Nader has been repeatedly claiming that he'll pull more votes from Bush than from Kerry. But now comes a new study that ought to put those arguments to rest.

In light of its findings, the organization that did the study, DontVoteRalph.net, asks a poignant question: "Nader's continued use of the claim that he'll help beat Bush would now call into question the very foundation of Nader's remarkable career in public life: his honesty. It's one thing to engage in wishful thinking, or even in the inevitable exaggerations of advocacy. But when do exaggerations become deceit?"

Back in 2000, Nader ran on the alluring premise that there was no real difference between the Democrat and Republican presidential candidates whom he dubbed "Tweedledum and Tweedledee." Pointing to unsavory connections between campaign donors and the sweetheart policies that followed as standard operating procedure within both parties, Nader successfully made his case to nearly 2.9 million voters -- or 2.7 per cent of all votes cast.

But the smallish number is deceptive. As clearly evidenced by Gore's loss of the election -- despite his victory in the popular vote -- it's the states that determine the outcome. At the very least, Nader's numbers helped give Florida to Bush in an election so close that any single state would have handed Gore the White House.

After nearly four years of Bush, Nader can't make the Tweedledum v. Tweedledee argument, so he has opted for a different, and decidedly murkier, strategy.

Nader's rationale is now two-pronged. On the one hand, he claims his presence will pull the Democratic Party to the left, lighting up and lassoing in an otherwise uninspired liberal and progressive bloc to vote for a new and improved Kerry. Why this crowd wouldn't just vote for Nader, or whether an equal number of center-leaning voters wouldn't abandon Kerry, is left unanswered. On the other hand sits Nader's assertion that he's not a "spoiler" because he will attract "conservative voters who are furious at Bush." And even this: "Very few of my votes will come from Democrats."

Empirically speaking, this is utter nonsense.

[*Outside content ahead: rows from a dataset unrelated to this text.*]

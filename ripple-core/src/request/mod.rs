//! Request Versioning
//!
//! Race protection for async operations that write reactive state. Each
//! attempt gets a [`Ticket`] with a monotonically increasing id and an
//! [`AbortToken`]; only the newest ticket may commit into a
//! [`RequestSlot`], so a slow early response can never overwrite a fast
//! later one.

mod slot;
mod token;

pub use slot::{Commit, Completion, RequestSlot, RequestStatus};
pub use token::{AbortToken, Ticket};
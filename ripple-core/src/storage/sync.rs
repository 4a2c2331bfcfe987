//! Change notifications between bridges.
//!
//! A [`SyncHub`] plays the role of the browser's storage events: every
//! bridge attached to it publishes its writes and hears everyone else's.
//! Bridges tag events with their origin and drop their own echoes.

use serde::{Deserialize, Serialize};
use tokio::sync::broadcast;

/// One write made by some bridge.
#[derive(Debug, Clone, PartialEq, Eq, Serialize, Deserialize)]
pub struct StorageEvent {
    pub namespace: String,
    /// `None` when the whole namespace was cleared.
    pub key: Option<String>,
    /// Identity of the bridge that made the write.
    pub origin: u64,
}

/// Shared channel for [`StorageEvent`]s.
#[derive(Debug, Clone)]
pub struct SyncHub {
    sender: broadcast::Sender<StorageEvent>,
}

impl SyncHub {
    /// `capacity` events may be buffered per subscriber before the slowest
    /// one starts lagging.
    pub fn new(capacity: usize) -> Self {
        let (sender, _) = broadcast::channel(capacity.max(1));
        Self { sender }
    }

    pub fn subscribe(&self) -> broadcast::Receiver<StorageEvent> {
        self.sender.subscribe()
    }

    /// Returns how many subscribers will see the event.
    pub fn publish(&self, event: StorageEvent) -> usize {
        self.sender.send(event).unwrap_or(0)
    }

    pub fn subscriber_count(&self) -> usize {
        self.sender.receiver_count()
    }
}

impl Default for SyncHub {
    fn default() -> Self {
        Self::new(64)
    }
}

The DontVoteRalph.net study looked at every poll — since Nader entered the race this time — that measured Bush and Kerry head-to-head as well as a three-way race with Bush, Kerry and Nader. Of the 37 such polls, Nader pulls votes directly from Kerry in 32 and four show no difference. Only one, a Fox News poll, shows Nader pulling votes from Bush by 1%. These results also happen to be consistent with exit polls from 2000 which showed that Nader voters would have voted for Gore twice as often as for Bush.

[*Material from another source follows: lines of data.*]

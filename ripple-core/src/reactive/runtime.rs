//! Reactive Runtime
//!
//! The runtime is the central coordinator that connects signals, memos, and
//! effects. It owns the dependency graph and the update scheduler, and it
//! decides when dirtied effects run.
//!
//! # How It Works
//!
//! 1. Every signal, memo and effect registers a node with the runtime.
//!
//! 2. When a memo or effect reads a signal, the runtime records an edge.
//!
//! 3. When a signal's value changes, the runtime:
//!    a. Marks direct dependents dirty and everything behind a memo
//!       maybe-dirty
//!    b. Queues the effects that were reached
//!    c. Flushes the queue, unless a batch is open or a flush is already
//!       running
//!    d. Memos are lazy - they recompute on next access
//!
//! 4. Before a maybe-dirty effect runs, the memos it read are brought up to
//!    date. The effect only runs if one of them produced a different value.
//!
//! # Thread Model
//!
//! There is one runtime per thread, stored in a thread-local alongside the
//! tracking context. Handles are `Send + Sync`, but a handle always reports
//! changes to the runtime of the thread it is used on.

use std::cell::RefCell;
use std::collections::HashMap;
use std::panic::{self, AssertUnwindSafe};
use std::sync::{Arc, Weak};

use smallvec::SmallVec;
use tracing::{debug, error, trace, warn};

use super::context::ReactiveContext;
use super::observer::Observer;
use crate::config::RuntimeConfig;
use crate::error::{panic_message, raise, ReactiveError};
use crate::graph::{DeferredTask, Graph, Node, NodeId, NodeInfo, NodeKind, NodeState, UpdateScheduler};

/// Callback receiving errors that were caught instead of propagated.
pub type ErrorHandler = Arc<dyn Fn(&ReactiveError) + Send + Sync>;

thread_local! {
    static RUNTIME: RefCell<Runtime> = RefCell::new(Runtime::new());
}

/// The per-thread reactive runtime.
///
/// All entry points are associated functions acting on the current thread's
/// instance. None of them call user code while the runtime is borrowed.
pub struct Runtime {
    graph: Graph,
    /// Every registered observer, memos included.
    observers: HashMap<NodeId, Weak<dyn Observer>>,
    /// Effects stay alive here until disposed.
    owned: HashMap<NodeId, Arc<dyn Observer>>,
    scheduler: UpdateScheduler,
    config: RuntimeConfig,
    error_handler: Option<ErrorHandler>,
}

fn with_runtime<R>(f: impl FnOnce(&mut Runtime) -> R) -> R {
    RUNTIME.with(|rt| f(&mut rt.borrow_mut()))
}

/// Like `with_runtime`, but safe to call from `Drop` impls, which may run
/// during thread teardown.
fn try_with_runtime<R>(f: impl FnOnce(&mut Runtime) -> R) -> Option<R> {
    RUNTIME
        .try_with(|rt| rt.try_borrow_mut().ok().map(|mut rt| f(&mut rt)))
        .ok()
        .flatten()
}

impl Runtime {
    fn new() -> Self {
        Self {
            graph: Graph::new(),
            observers: HashMap::new(),
            owned: HashMap::new(),
            scheduler: UpdateScheduler::new(),
            config: RuntimeConfig::default(),
            error_handler: None,
        }
    }

    // ------------------------------------------------------------------
    // Configuration and inspection
    // ------------------------------------------------------------------

    /// Replace this thread's runtime configuration.
    pub fn configure(config: RuntimeConfig) {
        with_runtime(|rt| rt.config = config);
    }

    pub fn config() -> RuntimeConfig {
        with_runtime(|rt| rt.config.clone())
    }

    /// Install the callback that receives caught effect failures.
    pub fn set_error_handler<F>(handler: F)
    where
        F: Fn(&ReactiveError) + Send + Sync + 'static,
    {
        let previous = with_runtime(|rt| rt.error_handler.replace(Arc::new(handler)));
        drop(previous);
    }

    pub fn clear_error_handler() {
        let previous = with_runtime(|rt| rt.error_handler.take());
        drop(previous);
    }

    /// Describe every live node on this thread.
    pub fn snapshot() -> Vec<NodeInfo> {
        with_runtime(|rt| rt.graph.snapshot())
    }

    pub fn node_count() -> usize {
        with_runtime(|rt| rt.graph.node_count())
    }

    /// Attach a human-readable label to a node, shown in snapshots.
    pub fn set_label(node: NodeId, label: impl Into<String>) {
        let label = label.into();
        with_runtime(|rt| rt.graph.set_label(node, label));
    }

    pub fn state(node: NodeId) -> Option<NodeState> {
        with_runtime(|rt| rt.graph.state(node))
    }

    pub fn dependents(node: NodeId) -> Vec<NodeId> {
        with_runtime(|rt| rt.graph.dependents(node))
    }

    pub fn dependencies(node: NodeId) -> Vec<NodeId> {
        with_runtime(|rt| rt.graph.dependencies(node))
    }

    pub fn is_batching() -> bool {
        with_runtime(|rt| rt.scheduler.is_batching())
    }

    pub fn is_flushing() -> bool {
        with_runtime(|rt| rt.scheduler.is_flushing())
    }

    pub fn pending_effects() -> usize {
        with_runtime(|rt| rt.scheduler.pending())
    }

    /// Check if we're inside a tracking context.
    pub fn is_tracking() -> bool {
        ReactiveContext::is_active()
    }

    // ------------------------------------------------------------------
    // Registration
    // ------------------------------------------------------------------

    pub(crate) fn register_source(id: NodeId) {
        with_runtime(|rt| rt.graph.add_node(Node::with_id(id, NodeKind::Source)));
    }

    /// Register a memo or effect. Effects are additionally kept alive by the
    /// runtime until they are released.
    pub(crate) fn register_observer(observer: Arc<dyn Observer>) {
        let id = observer.node_id();
        let kind = observer.kind();
        with_runtime(|rt| {
            rt.graph.add_node(Node::with_id(id, kind));
            rt.observers.insert(id, Arc::downgrade(&observer));
            if kind == NodeKind::Effect {
                rt.owned.insert(id, observer);
            }
        });
        trace!(node = %id, ?kind, "observer registered");
    }

    /// Remove a node and its edges. Returns the runtime's strong reference
    /// for effects so the caller can drop it outside the runtime borrow.
    pub(crate) fn release(id: NodeId) -> Option<Arc<dyn Observer>> {
        try_with_runtime(|rt| {
            rt.graph.remove_node(id);
            rt.observers.remove(&id);
            rt.scheduler.dequeue(id);
            rt.owned.remove(&id)
        })
        .flatten()
    }

    // ------------------------------------------------------------------
    // Tracking and propagation
    // ------------------------------------------------------------------

    /// Record that the running observer read `source`.
    pub(crate) fn track(source: NodeId) {
        if let Some(observer) = ReactiveContext::current_observer() {
            let added = with_runtime(|rt| rt.graph.add_edge(source, observer));
            if added {
                trace!(source = %source, observer = %observer, "dependency tracked");
            }
        }
    }

    /// Prepare an observer for a fresh run: drop every edge from its last
    /// run. Effects are also marked clean up front, so writes they make to
    /// their own inputs queue them again.
    pub(crate) fn begin_run(id: NodeId, kind: NodeKind) {
        with_runtime(|rt| {
            rt.graph.clear_dependencies(id);
            if kind == NodeKind::Effect {
                rt.graph.set_state(id, NodeState::Clean);
            }
        });
    }

    /// Settle a memo after a successful recomputation.
    pub(crate) fn finish_compute(id: NodeId, changed: bool) {
        with_runtime(|rt| {
            rt.graph.set_state(id, NodeState::Clean);
            if changed {
                rt.graph.confirm_changed(id);
            }
        });
    }

    /// Settle a memo whose computation unwound. It becomes clean without
    /// confirming a change, so the next upstream write reaches it again.
    pub(crate) fn abandon_compute(id: NodeId) {
        try_with_runtime(|rt| rt.graph.set_state(id, NodeState::Clean));
        trace!(memo = %id, "memo computation unwound");
    }

    /// Raise `WriteInComputed` if a memo is computing. Writers call this
    /// before touching their value.
    pub(crate) fn assert_writable(source: NodeId) {
        if let Some(memo) = ReactiveContext::computing_memo() {
            raise(ReactiveError::WriteInComputed {
                signal: source,
                memo,
            });
        }
    }

    /// A source changed value: mark its dependents and run effects unless
    /// a batch or flush is open.
    pub(crate) fn notify_changed(source: NodeId) {
        Self::assert_writable(source);
        with_runtime(|rt| {
            for effect in rt.graph.mark_changed(source) {
                rt.scheduler.enqueue(effect);
            }
        });
        Self::schedule_flush();
    }

    /// Force a memo to recompute on its next read.
    pub(crate) fn invalidate(memo: NodeId) {
        with_runtime(|rt| {
            for effect in rt.graph.mark_stale(memo) {
                rt.scheduler.enqueue(effect);
            }
        });
        Self::schedule_flush();
    }

    /// Whether `id` must recompute or re-run.
    ///
    /// A maybe-dirty node asks each memo it read, in read order, to bring
    /// itself up to date; the first one whose value changed turns the node
    /// dirty. If none did, the node is clean again without running.
    pub(crate) fn needs_update(id: NodeId) -> bool {
        match with_runtime(|rt| rt.graph.state(id)) {
            None | Some(NodeState::Clean) => false,
            Some(NodeState::Dirty) => true,
            Some(NodeState::MaybeDirty) => {
                let upstream: SmallVec<[Arc<dyn Observer>; 4]> = with_runtime(|rt| {
                    rt.graph
                        .dependencies(id)
                        .into_iter()
                        .filter(|dep| rt.graph.kind(*dep) == Some(NodeKind::Derived))
                        .filter_map(|dep| rt.observers.get(&dep).and_then(Weak::upgrade))
                        .collect()
                });
                for memo in upstream {
                    memo.update();
                    if with_runtime(|rt| rt.graph.state(id)) == Some(NodeState::Dirty) {
                        return true;
                    }
                }
                with_runtime(|rt| rt.graph.set_state(id, NodeState::Clean));
                false
            }
        }
    }

    // ------------------------------------------------------------------
    // Batching, deferral and flushing
    // ------------------------------------------------------------------

    pub(crate) fn enter_batch() -> usize {
        with_runtime(|rt| rt.scheduler.enter_batch())
    }

    pub(crate) fn exit_batch() -> usize {
        try_with_runtime(|rt| rt.scheduler.exit_batch()).unwrap_or(0)
    }

    /// Run `task` now, or once no memo is computing.
    ///
    /// Used for writes that are a side effect of a read, such as a storage
    /// bridge expiring an entry it was asked for.
    pub fn defer(task: impl FnOnce() + 'static) {
        if ReactiveContext::computing_memo().is_none() {
            task();
            return;
        }
        trace!("write deferred until computation finishes");
        with_runtime(|rt| rt.scheduler.defer(Box::new(task)));
    }

    /// Flush if nothing is holding the queue back.
    pub(crate) fn schedule_flush() {
        if ReactiveContext::computing_memo().is_some() {
            return;
        }
        let ready = with_runtime(|rt| rt.scheduler.should_flush());
        if ready {
            Self::flush();
        }
    }

    /// Drain the effect queue to a fixed point.
    ///
    /// Effects dirtied during the flush are appended and run before this
    /// returns. A panicking effect is reported and skipped; engine invariant
    /// violations propagate to the caller.
    ///
    /// # Panics
    ///
    /// Panics with [`ReactiveError::FlushLimitExceeded`] when more than
    /// `max_flush_iterations` effects run in one flush.
    pub fn flush() {
        if !with_runtime(|rt| rt.scheduler.begin_flush()) {
            return;
        }
        let _guard = FlushGuard;
        let limit = with_runtime(|rt| rt.config.max_flush_iterations);

        loop {
            Self::run_deferred();

            let Some((id, iteration)) = with_runtime(|rt| rt.scheduler.next()) else {
                break;
            };
            if iteration > limit {
                raise(ReactiveError::FlushLimitExceeded { limit });
            }

            let observer = with_runtime(|rt| rt.observers.get(&id).and_then(Weak::upgrade));
            if let Some(observer) = observer {
                trace!(node = %id, iteration, "flushing effect");
                Self::run_guarded(&observer);
            }
        }
    }

    fn run_deferred() {
        let tasks: Vec<DeferredTask> = with_runtime(|rt| rt.scheduler.take_deferred());
        for task in tasks {
            task();
        }
    }

    /// Run an observer right away, outside the queue. Writes it makes are
    /// flushed once it returns.
    pub(crate) fn run_now(observer: &Arc<dyn Observer>) {
        super::batch::batch(|| Self::run_guarded(observer));
    }

    /// Bring one observer up to date, catching its panic.
    fn run_guarded(observer: &Arc<dyn Observer>) {
        let id = observer.node_id();
        let result = panic::catch_unwind(AssertUnwindSafe(|| {
            if Self::needs_update(id) {
                observer.update();
            }
        }));

        if let Err(payload) = result {
            // A panic while pulling upstream memos leaves the effect marked;
            // settle it so the next write queues it again
            try_with_runtime(|rt| rt.graph.set_state(id, NodeState::Clean));
            if let Some(fatal) = payload.downcast_ref::<ReactiveError>() {
                if fatal.is_fatal() {
                    panic::resume_unwind(payload);
                }
            }
            let error = ReactiveError::EffectPanicked {
                node: id,
                message: panic_message(payload.as_ref()),
            };
            error!(node = %id, %error, "effect failed");
            Self::report(&error);
        }
    }

    /// Hand a caught error to the installed handler.
    pub(crate) fn report(error: &ReactiveError) {
        let handler = with_runtime(|rt| rt.error_handler.clone());
        match handler {
            Some(handler) => handler(error),
            None => debug!(%error, "no error handler installed"),
        }
    }
}

/// Closes the flush even if an effect unwinds out of it.
struct FlushGuard;

impl Drop for FlushGuard {
    fn drop(&mut self) {
        let abandoned = try_with_runtime(|rt| {
            let leftover = rt.scheduler.end_flush();
            for id in &leftover {
                rt.graph.set_state(*id, NodeState::Clean);
            }
            leftover.len()
        })
        .unwrap_or(0);
        if abandoned > 0 {
            warn!(abandoned, "flush aborted with effects still queued");
        }
    }
}

impl std::fmt::Debug for Runtime {
    fn fmt(&self, f: &mut std::fmt::Formatter<'_>) -> std::fmt::Result {
        f.debug_struct("Runtime")
            .field("nodes", &self.graph.node_count())
            .field("observers", &self.observers.len())
            .field("effects", &self.owned.len())
            .field("scheduler", &self.scheduler)
            .field("config", &self.config)
            .finish()
    }
}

There is a certain "duh" factor to the study. Who seriously believes that Nader has any strong appeal to conservatives? Sure, his platform includes positions some fiscal conservatives might support; but his Green Party background, lack of Christian credentials, liberal social agenda, anti-corporate themes and reputation as a "tree hugger" all render him an unlikely choice for conservatives. Angry at Bush or not, the idea that conservatives will storm the polls for Nader is about as silly as the idea that Democrats will defect to, say, Pat Buchanan, because he opposed the Iraq war. In any case, intuitive arguments are just that; the poll numbers speak for themselves.

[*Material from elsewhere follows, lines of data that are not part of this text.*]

//! # NodeRefresh Status
//!
//! Status types summarising the refreshes started for a `NodeRefresh`.

use serde::{Deserialize, Serialize};

/// Status of the NodeRefresh resource
#[derive(Debug, Clone, Deserialize, Serialize, Default, PartialEq, schemars::JsonSchema)]
#[serde(rename_all = "camelCase")]
pub struct NodeRefreshStatus {
    /// Values: Idle, Running, Suspended, Failed
    #[serde(default)]
    pub phase: Option<String>,
    /// Human-readable description of current state
    #[serde(default)]
    pub message: Option<String>,
    /// Selected nodes with a refresh in progress
    #[serde(default)]
    pub current_nodes: Vec<String>,
    /// Selected nodes whose last refresh completed
    #[serde(default)]
    pub processed_nodes: Vec<String>,
    /// Selected nodes whose last refresh failed
    #[serde(default)]
    pub failed_nodes: Vec<FailedNode>,
    /// Earliest time a selected node becomes due (RFC3339)
    #[serde(default)]
    pub next_refresh_time: Option<String>,
    /// Last reconciliation time (RFC3339)
    #[serde(default)]
    pub last_reconcile_time: Option<String>,
    #[serde(default)]
    pub observed_generation: Option<i64>,
    /// Conditions represent the latest available observations
    #[serde(default)]
    pub conditions: Vec<Condition>,
}

/// A node whose refresh ended in Failed
#[derive(Debug, Clone, Deserialize, Serialize, PartialEq, Eq, schemars::JsonSchema)]
#[serde(rename_all = "camelCase")]
pub struct FailedNode {
    pub node_name: String,
    pub reason: String,
    /// Time of failure (RFC3339)
    pub timestamp: String,
}

/// Condition
#[derive(Debug, Clone, Deserialize, Serialize, PartialEq, Eq, schemars::JsonSchema)]
#[serde(rename_all = "camelCase")]
pub struct Condition {
    /// Type of condition
    pub r#type: String,
    /// Status of the condition (True, False, Unknown)
    pub status: String,
    #[serde(default)]
    pub last_transition_time: Option<String>,
    #[serde(default)]
    pub reason: Option<String>,
    #[serde(default)]
    pub message: Option<String>,
}

/// Summary phase of a `NodeRefresh`
#[derive(Debug, Clone, Copy, PartialEq, Eq)]
pub enum PolicyPhase {
    /// Nothing in progress
    Idle,
    /// At least one selected node is being refreshed
    Running,
    /// `spec.suspend` is set
    Suspended,
    /// The policy could not be evaluated
    Failed,
}

impl PolicyPhase {
    #[must_use]
    pub fn as_str(&self) -> &'static str {
        match self {
            PolicyPhase::Idle => "Idle",
            PolicyPhase::Running => "Running",
            PolicyPhase::Suspended => "Suspended",
            PolicyPhase::Failed => "Failed",
        }
    }
}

Democrats and Nader have argued for nearly four years whether Nader "lost the election" in 2000 or not. They are both half-right. There are a number of reasons why Gore lost the election -- from illegal tampering in the Florida election to the press's pack mentality to Gore's Republican-lite platform -- but one of them is undeniably Nader. In fact, Nader's argument isn't that his presence wasn't responsible for tipping the election to Bush, it's that it wasn't the only thing that did: "Gore slipped on a dozen banana peels in 2000; I was only one of them."